(Collected data)

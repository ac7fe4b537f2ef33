//! Integration tests for the tween manager driving tweens, sequences and graphs
//!
//! These tests verify that:
//! - Jobs complete on the exact tick their time runs out and are recycled
//! - Sequences start deferred tweens with state captured at trigger time
//! - Graph runners wait on manager-owned jobs and honor joins
//! - Owner invalidation and configuration apply to every job kind

use cadence_animation::{
    Accessor, Channel, Easing, GraphBuilder, Handle, Lifeline, LoopMode, ManagerConfig, Rgba,
    SequenceItem, Tween, TweenError, TweenManager, TweenSettings,
};
use std::cell::{Cell, RefCell};
use std::rc::Rc;

type Log = Rc<RefCell<Vec<&'static str>>>;

fn log_to(log: &Log, name: &'static str) -> impl FnMut() + 'static {
    let log = log.clone();
    move || log.borrow_mut().push(name)
}

fn init_tracing() {
    let _ = tracing_subscriber::fmt()
        .with_max_level(tracing::Level::DEBUG)
        .with_test_writer()
        .try_init();
}

/// A two second tween ticked in half seconds finishes on the fourth tick
#[test]
fn test_tween_completes_on_fourth_tick() {
    let manager = TweenManager::default();
    let seen = Rc::new(RefCell::new(Vec::new()));
    let done_at = Rc::new(Cell::new(0));

    let sink = seen.clone();
    let done = done_at.clone();
    let ticks = Rc::new(Cell::new(0));
    let tick_count = ticks.clone();
    manager
        .tween_value(0.0f32, 1.0, 2.0)
        .unwrap()
        .on_update(move |v| sink.borrow_mut().push(v))
        .on_complete(move || done.set(tick_count.get()));

    for i in 1..=5 {
        ticks.set(i);
        manager.tick(0.5);
    }

    assert_eq!(done_at.get(), 4);
    assert_eq!(*seen.borrow(), vec![0.25, 0.5, 0.75, 1.0]);
    assert_eq!(manager.active_count(), 0);
}

/// Pool identity holds through the manager for every job kind
#[test]
fn test_cancel_then_acquire_returns_same_instance() {
    let manager = TweenManager::default();

    let tween = manager.tween::<f32>().unwrap();
    manager.cancel(&tween, false);
    assert!(manager.tween::<f32>().unwrap().ptr_eq(&tween));

    let seq = manager.sequence().unwrap();
    manager.cancel(&seq, false);
    assert!(manager.sequence().unwrap().ptr_eq(&seq));
}

/// One large delta fires every skipped callback in order
#[test]
fn test_sequence_single_large_tick() {
    let manager = TweenManager::default();
    let log: Log = Default::default();
    manager
        .sequence()
        .unwrap()
        .add_delay(1.0)
        .add_callback(log_to(&log, "c1"))
        .add_delay(1.0)
        .add_callback(log_to(&log, "c2"));

    manager.tick(3.0);
    assert_eq!(*log.borrow(), vec!["c1", "c2"]);
    assert_eq!(manager.active_count(), 0);
}

/// Deferred items read live state when the playhead reaches them
#[test]
fn test_sequence_builds_tweens_at_trigger_time() {
    let manager = TweenManager::default();
    let x = Rc::new(Cell::new(0.0f32));
    let starts = Rc::new(RefCell::new(Vec::new()));

    let item = |to: f32| {
        let weak = manager.handle();
        let x = x.clone();
        let starts = starts.clone();
        move || -> cadence_animation::Result<Handle<Tween<f32>>> {
            starts.borrow_mut().push(x.get());
            let target = x.clone();
            Ok(weak
                .get()?
                .tween::<f32>()?
                .from(x.get())
                .to(to)
                .on_update(move |v| target.set(v)))
        }
    };

    manager
        .sequence()
        .unwrap()
        .add(item(10.0), 1.0, 0.0, false)
        .add(item(20.0), 1.0, 0.0, false);

    for _ in 0..4 {
        manager.tick(0.25);
    }
    assert_eq!(*starts.borrow(), vec![0.0, 5.0]);

    for _ in 0..8 {
        manager.tick(0.25);
    }
    assert_eq!(x.get(), 20.0);
    assert_eq!(manager.active_count(), 0);
}

/// Settings applied to deferred tweens shape their timing
#[test]
fn test_sequence_with_settings() {
    let manager = TweenManager::default();
    let weak = manager.handle();
    let x = Rc::new(Cell::new(0.0f32));
    let target = x.clone();
    let settings = TweenSettings::new(1.0).with_easing(Easing::EaseInQuad);

    manager.sequence().unwrap().add_with_settings(
        move || {
            let target = target.clone();
            Ok(weak
                .get()?
                .tween_value(0.0f32, 100.0, 0.0)?
                .on_update(move |v| target.set(v)))
        },
        settings,
        false,
    );

    // Trigger, then half of the tween's second
    manager.tick(0.1);
    manager.tick(0.5);
    assert!((x.get() - 25.0).abs() < 1e-3);
}

/// Overlay items start together and don't lengthen the timeline
#[test]
fn test_overlay_jobs_run_in_parallel() {
    let manager = TweenManager::default();
    let a = manager.tween_value(0.0f32, 1.0, 1.0).unwrap();
    let b = manager.tween_value(0.0f32, 1.0, 1.0).unwrap();
    let seq = manager
        .sequence()
        .unwrap()
        .add_now(&a, false)
        .add_now(&b, true);

    assert_eq!(seq.total_duration(), 1.0);
    manager.tick(0.1);
    assert!(!a.is_paused());
    assert!(!b.is_paused());
}

/// A graph waits for a manager job, then joins two branches
#[test]
fn test_graph_waits_on_jobs_and_joins() {
    init_tracing();
    let manager = TweenManager::default();
    let weak = manager.handle();
    let log: Log = Default::default();

    let graph = GraphBuilder::new()
        .invoke(log_to(&log, "start"))
        .job(move || weak.get()?.tween_value(0.0f32, 1.0, 1.0))
        .fork(vec![
            GraphBuilder::new().delay(0.5).invoke(log_to(&log, "short")),
            GraphBuilder::new().delay(1.5).invoke(log_to(&log, "long")),
        ])
        .join()
        .invoke(log_to(&log, "joined"))
        .build()
        .unwrap();

    let runner = manager.run_graph(graph, None).unwrap();
    assert_eq!(*log.borrow(), vec!["start"]);
    assert_eq!(manager.active_count(), 2);

    // The tween finishes; the runner notices on the following tick
    manager.tick(0.5);
    manager.tick(0.5);
    manager.tick(0.0);
    assert_eq!(*log.borrow(), vec!["start"]);

    manager.tick(0.5);
    assert_eq!(*log.borrow(), vec!["start", "short"]);
    assert!(runner.is_running());

    manager.tick(1.0);
    assert_eq!(*log.borrow(), vec!["start", "short", "long", "joined"]);
    assert_eq!(manager.active_count(), 0);
}

/// Running a graph that is already running is refused
#[test]
fn test_graph_rerun_is_refused() {
    let manager = TweenManager::default();
    let graph = GraphBuilder::new().delay(1.0).build().unwrap();
    let runner = manager.run_graph(graph, None).unwrap();
    assert!(matches!(runner.run(), Err(TweenError::AlreadyRunning)));
}

/// Destroying an owner stops every job attached to it or its parts
#[test]
fn test_owner_destroyed_mid_sequence() {
    let manager = TweenManager::default();
    let owner = Lifeline::new();
    let log: Log = Default::default();

    manager
        .sequence_owned(&owner)
        .unwrap()
        .add_item(SequenceItem::wait(1.0).with_trigger(log_to(&log, "a")))
        .add_item(SequenceItem::wait(1.0).with_trigger(log_to(&log, "b")))
        .on_complete(log_to(&log, "done"));
    let graph = GraphBuilder::new().delay(5.0).build().unwrap();
    manager.run_graph(graph, Some(&owner.part())).unwrap();

    manager.tick(0.5);
    assert_eq!(*log.borrow(), vec!["a"]);
    assert_eq!(manager.active_count(), 2);

    drop(owner);
    manager.tick(1.0);
    assert_eq!(*log.borrow(), vec!["a"]);
    assert_eq!(manager.active_count(), 0);
}

/// A looping sequence re-fires its items every pass
#[test]
fn test_looping_sequence_through_manager() {
    let manager = TweenManager::default();
    let count = Rc::new(Cell::new(0));
    let hits = count.clone();
    manager
        .sequence()
        .unwrap()
        .add_item(SequenceItem::wait(1.0).with_trigger(move || hits.set(hits.get() + 1)))
        .looping(LoopMode::Loop, Some(3));

    for _ in 0..6 {
        manager.tick(0.5);
    }
    assert_eq!(count.get(), 3);
    assert_eq!(manager.active_count(), 0);
}

struct Swatch {
    color: Cell<Rgba>,
}

/// A single-channel tween leaves the other channels alone
#[test]
fn test_channel_tween_with_owner_part() {
    let manager = TweenManager::default();
    let owner = Lifeline::new();
    let swatch = Rc::new(Swatch {
        color: Cell::new(Rgba::rgb(1.0, 0.5, 0.0)),
    });
    let alpha = Accessor::new(|s: &Swatch| s.color.get(), |s: &Swatch, c| s.color.set(c))
        .part(Channel::A);

    manager
        .tween_property(&swatch, alpha, 0.0, 1.0, Some(&owner.part()))
        .unwrap();
    manager.tick(0.5);
    assert_eq!(swatch.color.get(), Rgba::new(1.0, 0.5, 0.0, 0.5));

    manager.cancel_owner(&owner, false);
    assert_eq!(swatch.color.get(), Rgba::new(1.0, 0.5, 0.0, 0.0));
}

/// Configuration loaded from TOML caps the job count
#[test]
fn test_manager_from_toml_config() {
    let config = ManagerConfig::from_toml_str(
        r#"
        max_jobs = 1
        time_scale = 2.0
        "#,
    )
    .unwrap();
    let manager = TweenManager::new(config);

    let tween = manager.tween_value(0.0f32, 1.0, 1.0).unwrap();
    assert!(matches!(
        manager.tween::<f32>(),
        Err(TweenError::CapacityExceeded { max: 1 })
    ));

    manager.tick(0.5);
    assert!(!tween.is_current());
    assert!(manager.tween::<f32>().is_ok());
}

EXERCISE DIRECTIONS
From the opening line of the data above through the line holding "let ticks = Rc::new(Cell::new(0));", give every line again exactly as it stands.

EXERCISE RESULT
repository ac7fe4b537f2ef33
//! Integration tests for the tween manager driving tweens, sequences and graphs
//!
//! These tests verify that:
//! - Jobs complete on the exact tick their time runs out and are recycled
//! - Sequences start deferred tweens with state captured at trigger time
//! - Graph runners wait on manager-owned jobs and honor joins
//! - Owner invalidation and configuration apply to every job kind

use cadence_animation::{
    Accessor, Channel, Easing, GraphBuilder, Handle, Lifeline, LoopMode, ManagerConfig, Rgba,
    SequenceItem, Tween, TweenError, TweenManager, TweenSettings,
};
use std::cell::{Cell, RefCell};
use std::rc::Rc;

type Log = Rc<RefCell<Vec<&'static str>>>;

fn log_to(log: &Log, name: &'static str) -> impl FnMut() + 'static {
    let log = log.clone();
    move || log.borrow_mut().push(name)
}

fn init_tracing() {
    let _ = tracing_subscriber::fmt()
        .with_max_level(tracing::Level::DEBUG)
        .with_test_writer()
        .try_init();
}

/// A two second tween ticked in half seconds finishes on the fourth tick
#[test]
fn test_tween_completes_on_fourth_tick() {
    let manager = TweenManager::default();
    let seen = Rc::new(RefCell::new(Vec::new()));
    let done_at = Rc::new(Cell::new(0));

    let sink = seen.clone();
    let done = done_at.clone();
    let ticks = Rc::new(Cell::new(0));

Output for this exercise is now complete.